[[ Information shown open ]]

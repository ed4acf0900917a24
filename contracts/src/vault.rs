//! # Vault
//!
//! The orchestrator. A vault takes deposits of several assets, hands them to
//! its strategy, mints shares against the value added, and pays withdrawals
//! out of the strategy in proportion to the shares burned.
//!
//! ## Lifecycle of a Call
//!
//! 1. The call takes the vault lock. A call re-entering the same vault from
//!    inside a collaborator is refused with [`VaultError::Reentrancy`];
//!    calls from other threads wait their turn.
//! 2. State, strategy and custody are snapshotted.
//! 3. The operation runs. On any error the snapshot is restored, so a call
//!    either commits fully or leaves no trace.
//!
//! ## Fuse
//!
//! `total_supply > 0 && strategy.total() == 0` means the strategy has
//! detected a loss it cannot value. Deposits are refused and withdrawals
//! pay each holder their pro-rata slice of whatever raw balances remain.

use std::any::Any;
use std::cell::RefCell;
use std::sync::Arc;

use multivault_protocol::access::AccessPolicy;
use multivault_protocol::bank::AssetBank;
use multivault_protocol::config::{
    MIN_HARDWORK_DELAY_SECS, PRICE_PRECISION, VAULT_SCHEMA_VERSION,
};
use multivault_protocol::math::mul_div_down;
use multivault_protocol::oracle::{AprOracle, PriceOracle};
use multivault_protocol::storage::VaultStore;
use multivault_protocol::strategy::Strategy;
use multivault_protocol::{Address, Amount, AssetId, ExecutionEnv};
use parking_lot::ReentrantMutex;
use serde::{Deserialize, Serialize};
use tracing::{debug, info};

use crate::error::VaultError;
use crate::events::{EventJournal, VaultEvent};
use crate::hard_work::{HardWorkCoordinator, HardWorkOutcome};
use crate::share_ledger::ShareLedger;
use crate::share_math::{check_min_shares, plan_mint, MintBasis, MintPlan};
use crate::withdraw_guard::WithdrawGuard;
//! # HardWorker: Batch Harvester
//!
//! Keepers do not call vaults one by one. They call the HardWorker with a
//! list of vaults and it harvests them in order, up to a per-call cap.
//!
//! ## Permissions
//!
//! Two kinds of caller may trigger a batch:
//!
//! 1. **Dedicated servers**: a fixed allow-set maintained by the owner.
//! 2. **The automation relay**: a single address derived from the owner
//!    with `blake3("multivault/relay" || owner)`. Anyone can recompute it,
//!    so an automation network can be pointed at it without a registry.
//!
//! ## Failure Policy
//!
//! The first vault whose harvest fails aborts the batch with
//! [`HardWorkerError::VaultFailed`]. Skipping failures would hide a broken
//! strategy behind a green keeper dashboard. Every vault is checkpointed
//! before its harvest, and a failure restores the vaults already harvested
//! in the batch, so an aborted batch leaves no trace.

use std::collections::BTreeSet;
use std::sync::Arc;

use chrono::{DateTime, Utc};
use multivault_protocol::config::{DEFAULT_MAX_HW_PER_CALL, RELAY_DERIVATION_DOMAIN};
use multivault_protocol::{Address, Amount, ExecutionEnv};
use parking_lot::RwLock;
use serde::{Deserialize, Serialize};
use tracing::{error, info, warn};
use uuid::Uuid;

use crate::error::HardWorkerError;
use crate::vault::{Checkpoint, HardWorkTarget};

// ---------------------------------------------------------------------------
// Types
// ---------------------------------------------------------------------------

/// Initial configuration of a [`HardWorker`].
#[derive(Debug, Clone, Serialize, Deserialize)]
pub struct HardWorkerConfig {
    /// The harvester's own address. Vaults see this as the caller.
    pub address: Address,
    pub owner: Address,
    pub max_hw_per_call: usize,
    pub dedicated_servers: Vec<Address>,
}

impl HardWorkerConfig {
    pub fn new(address: Address, owner: Address) -> Self {
        Self {
            address,
            owner,
            max_hw_per_call: DEFAULT_MAX_HW_PER_CALL,
            dedicated_servers: Vec::new(),
        }
    }
}

/// Summary of one batch call.
#[derive(Debug, Clone, PartialEq, Eq, Serialize, Deserialize)]
pub struct BatchReport {
    pub run_id: Uuid,
    pub started_at: DateTime<Utc>,
    /// Vaults harvested, in call order.
    pub harvested: Vec<Address>,
    /// Excluded vaults passed over.
    pub skipped: Vec<Address>,
    /// Native currency reimbursed to the harvester across the batch.
    pub compensated_total: Amount,
}

#[derive(Debug)]
struct Settings {
    max_hw_per_call: usize,
    dedicated_servers: BTreeSet<Address>,
    relay: Option<Address>,
    excluded_vaults: BTreeSet<Address>,
}

// ---------------------------------------------------------------------------
// HardWorker
// ---------------------------------------------------------------------------

/// The batch harvester. Settings sit behind a lock so one `Arc<HardWorker>`
/// can serve the keeper loop and admin calls at once.
#[derive(Debug)]
pub struct HardWorker {
    address: Address,
    owner: Address,
    settings: RwLock<Settings>,
}

impl HardWorker {
    /// # Errors
    ///
    /// [`HardWorkerError::InvalidConfig`] if `max_hw_per_call` is zero.
    pub fn new(config: HardWorkerConfig) -> Result<Self, HardWorkerError> {
        if config.max_hw_per_call == 0 {
            return Err(HardWorkerError::InvalidConfig(
                "max_hw_per_call must be non-zero".into(),
            ));
        }
        Ok(Self {
            address: config.address,
            owner: config.owner,
            settings: RwLock::new(Settings {
                max_hw_per_call: config.max_hw_per_call,
                dedicated_servers: config.dedicated_servers.into_iter().collect(),
                relay: None,
                excluded_vaults: BTreeSet::new(),
            }),
        })
    }

    pub fn address(&self) -> &Address {
        &self.address
    }

    pub fn owner(&self) -> &Address {
        &self.owner
    }

    pub fn max_hw_per_call(&self) -> usize {
        self.settings.read().max_hw_per_call
    }

    /// The relay address if automation is enabled.
    pub fn relay(&self) -> Option<Address> {
        self.settings.read().relay.clone()
    }

    /// The relay address this harvester's owner maps to.
    pub fn derive_relay(owner: &Address) -> Address {
        Address::derive(RELAY_DERIVATION_DOMAIN, owner)
    }

    pub fn is_dedicated_server(&self, account: &Address) -> bool {
        self.settings.read().dedicated_servers.contains(account)
    }

    pub fn is_excluded(&self, vault: &Address) -> bool {
        self.settings.read().excluded_vaults.contains(vault)
    }

    /// Harvests `vaults` in order, skipping excluded ones, stopping after
    /// `max_hw_per_call` harvests.
    ///
    /// # Errors
    ///
    /// [`HardWorkerError::Unauthorized`] unless `caller` is a dedicated
    /// server or the relay; [`HardWorkerError::VaultFailed`] for the first
    /// vault whose harvest fails, after the vaults harvested before it are
    /// restored.
    pub fn call(
        &self,
        caller: &Address,
        vaults: &[Arc<dyn HardWorkTarget>],
        env: &dyn ExecutionEnv,
    ) -> Result<BatchReport, HardWorkerError> {
        let (max, excluded) = {
            let settings = self.settings.read();
            let relay_ok = settings.relay.as_ref() == Some(caller);
            if !relay_ok && !settings.dedicated_servers.contains(caller) {
                return Err(HardWorkerError::Unauthorized(format!(
                    "{caller} is not a dedicated server or the relay"
                )));
            }
            (settings.max_hw_per_call, settings.excluded_vaults.clone())
        };

        let mut report = BatchReport {
            run_id: Uuid::new_v4(),
            started_at: Utc::now(),
            harvested: Vec::new(),
            skipped: Vec::new(),
            compensated_total: 0,
        };

        let mut staged: Vec<(&Arc<dyn HardWorkTarget>, Checkpoint)> = Vec::new();
        for vault in vaults {
            if report.harvested.len() >= max {
                break;
            }
            let address = vault.address().clone();
            if excluded.contains(&address) {
                report.skipped.push(address);
                continue;
            }
            let harvest = vault.checkpoint().and_then(|checkpoint| {
                vault
                    .do_hard_work(&self.address, env)
                    .map(|outcome| (checkpoint, outcome))
            });
            match harvest {
                Ok((checkpoint, outcome)) => {
                    if outcome.compensated {
                        report.compensated_total =
                            report.compensated_total.saturating_add(outcome.gas_cost);
                    }
                    staged.push((vault, checkpoint));
                    report.harvested.push(address);
                }
                Err(source) => {
                    warn!(
                        run_id = %report.run_id,
                        vault = %address,
                        error = %source,
                        rolled_back = staged.len(),
                        "batch aborted on vault failure"
                    );
                    Self::roll_back(&report.run_id, staged);
                    return Err(HardWorkerError::VaultFailed {
                        vault: address,
                        source,
                    });
                }
            }
        }

        info!(
            run_id = %report.run_id,
            harvested = report.harvested.len(),
            skipped = report.skipped.len(),
            compensated_total = report.compensated_total,
            "batch hard work complete"
        );
        Ok(report)
    }

    /// Restores harvested vaults, most recent first.
    fn roll_back(run_id: &Uuid, staged: Vec<(&Arc<dyn HardWorkTarget>, Checkpoint)>) {
        for (vault, checkpoint) in staged.into_iter().rev() {
            if let Err(e) = vault.restore(checkpoint) {
                error!(
                    %run_id,
                    vault = %vault.address(),
                    error = %e,
                    "failed to restore vault after aborted batch"
                );
            }
        }
    }

    // -- Owner administration -----------------------------------------------

    fn only_owner(&self, caller: &Address) -> Result<(), HardWorkerError> {
        if caller != &self.owner {
            return Err(HardWorkerError::Unauthorized(format!(
                "{caller} is not the owner"
            )));
        }
        Ok(())
    }

    pub fn set_max_hw_per_call(&self, caller: &Address, max: usize) -> Result<(), HardWorkerError> {
        self.only_owner(caller)?;
        if max == 0 {
            return Err(HardWorkerError::InvalidConfig(
                "max_hw_per_call must be non-zero".into(),
            ));
        }
        self.settings.write().max_hw_per_call = max;
        Ok(())
    }

    pub fn set_dedicated_server(
        &self,
        caller: &Address,
        server: Address,
        allowed: bool,
    ) -> Result<(), HardWorkerError> {
        self.only_owner(caller)?;
        let mut settings = self.settings.write();
        if allowed {
            settings.dedicated_servers.insert(server);
        } else {
            settings.dedicated_servers.remove(&server);
        }
        Ok(())
    }

    pub fn set_excluded_vault(
        &self,
        caller: &Address,
        vault: Address,
        excluded: bool,
    ) -> Result<(), HardWorkerError> {
        self.only_owner(caller)?;
        let mut settings = self.settings.write();
        if excluded {
            settings.excluded_vaults.insert(vault);
        } else {
            settings.excluded_vaults.remove(&vault);
        }
        Ok(())
    }

    /// Turns the automation relay on or off. Returns the relay address.
    pub fn enable_relay(
        &self,
        caller: &Address,
        enabled: bool,
    ) -> Result<Option<Address>, HardWorkerError> {
        self.only_owner(caller)?;
        let relay = enabled.then(|| Self::derive_relay(&self.owner));
        self.settings.write().relay = relay.clone();
        Ok(relay)
    }
}
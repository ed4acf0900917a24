//! Fixed-table price and APR oracles.

use std::collections::{BTreeMap, BTreeSet};

use parking_lot::RwLock;

use crate::config::PRICE_PRECISION;
use crate::math::mul_div_down;
use crate::oracle::{AprOracle, AssetsPrice, OracleError, PriceOracle};
use crate::types::{Amount, AssetId};

/// Prices every asset from a table of USD prices per whole token
/// (18-decimal fixed point). Assets marked untrusted price normally but
/// clear the `trusted` flag.
#[derive(Debug, Default)]
pub struct FixedPriceOracle {
    prices: RwLock<BTreeMap<AssetId, u128>>,
    untrusted: RwLock<BTreeSet<AssetId>>,
}

impl FixedPriceOracle {
    pub fn new() -> Self {
        Self::default()
    }

    pub fn with_prices(prices: impl IntoIterator<Item = (AssetId, u128)>) -> Self {
        let oracle = Self::new();
        oracle.prices.write().extend(prices);
        oracle
    }

    pub fn set_price(&self, asset: AssetId, price: u128) {
        self.prices.write().insert(asset, price);
    }

    pub fn set_trusted(&self, asset: AssetId, trusted: bool) {
        let mut untrusted = self.untrusted.write();
        if trusted {
            untrusted.remove(&asset);
        } else {
            untrusted.insert(asset);
        }
    }
}

impl PriceOracle for FixedPriceOracle {
    fn get_assets_price(
        &self,
        assets: &[AssetId],
        amounts: &[Amount],
    ) -> Result<AssetsPrice, OracleError> {
        if assets.len() != amounts.len() {
            return Err(OracleError::LengthMismatch {
                expected: assets.len(),
                got: amounts.len(),
            });
        }

        let prices = self.prices.read();
        let untrusted = self.untrusted.read();
        let mut per_asset = Vec::with_capacity(assets.len());
        let mut total: Amount = 0;
        let mut trusted = true;

        for (asset, amount) in assets.iter().zip(amounts) {
            let price = prices
                .get(asset)
                .copied()
                .ok_or_else(|| OracleError::UnknownAsset(asset.clone()))?;
            let value =
                mul_div_down(*amount, price, PRICE_PRECISION).map_err(|_| OracleError::Overflow)?;
            total = total.checked_add(value).ok_or(OracleError::Overflow)?;
            trusted &= !untrusted.contains(asset);
            per_asset.push(value);
        }

        Ok(AssetsPrice {
            total,
            per_asset,
            trusted,
        })
    }
}

/// APR table. Assets without an entry yield zero.
#[derive(Debug, Default)]
pub struct FixedAprOracle {
    aprs: RwLock<BTreeMap<AssetId, u128>>,
}

impl FixedAprOracle {
    pub fn new() -> Self {
        Self::default()
    }

    pub fn set_apr(&self, asset: AssetId, apr: u128) {
        self.aprs.write().insert(asset, apr);
    }
}

impl AprOracle for FixedAprOracle {
    fn asset_apr(&self, asset: &AssetId) -> u128 {
        self.aprs.read().get(asset).copied().unwrap_or(0)
    }
}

[[ Information shown closed ]]

About this exercise: The lines that mention the word "struct" should be pulled from the records above.

Expected answer:
pub struct HardWorkerConfig {
pub struct BatchReport {
struct Settings {
pub struct HardWorker {
pub struct FixedPriceOracle {
pub struct FixedAprOracle {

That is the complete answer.